[Start of section]
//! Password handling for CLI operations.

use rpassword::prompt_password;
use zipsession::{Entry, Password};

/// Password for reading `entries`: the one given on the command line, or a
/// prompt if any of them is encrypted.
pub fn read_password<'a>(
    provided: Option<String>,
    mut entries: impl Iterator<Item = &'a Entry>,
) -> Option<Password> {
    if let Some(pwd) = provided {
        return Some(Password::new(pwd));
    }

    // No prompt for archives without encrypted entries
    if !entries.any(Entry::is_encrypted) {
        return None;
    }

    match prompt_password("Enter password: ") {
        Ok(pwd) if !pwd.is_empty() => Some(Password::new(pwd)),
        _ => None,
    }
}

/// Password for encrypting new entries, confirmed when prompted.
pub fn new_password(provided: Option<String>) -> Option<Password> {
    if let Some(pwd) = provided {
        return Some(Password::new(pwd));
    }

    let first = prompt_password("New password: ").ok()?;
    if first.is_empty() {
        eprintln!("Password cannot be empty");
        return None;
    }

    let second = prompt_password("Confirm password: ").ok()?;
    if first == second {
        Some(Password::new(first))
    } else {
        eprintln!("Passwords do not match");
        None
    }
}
[End of section]
Work to be completed
State how many lines in the records above contain the word "Option". Give nothing but the number.

Solution to the problem
3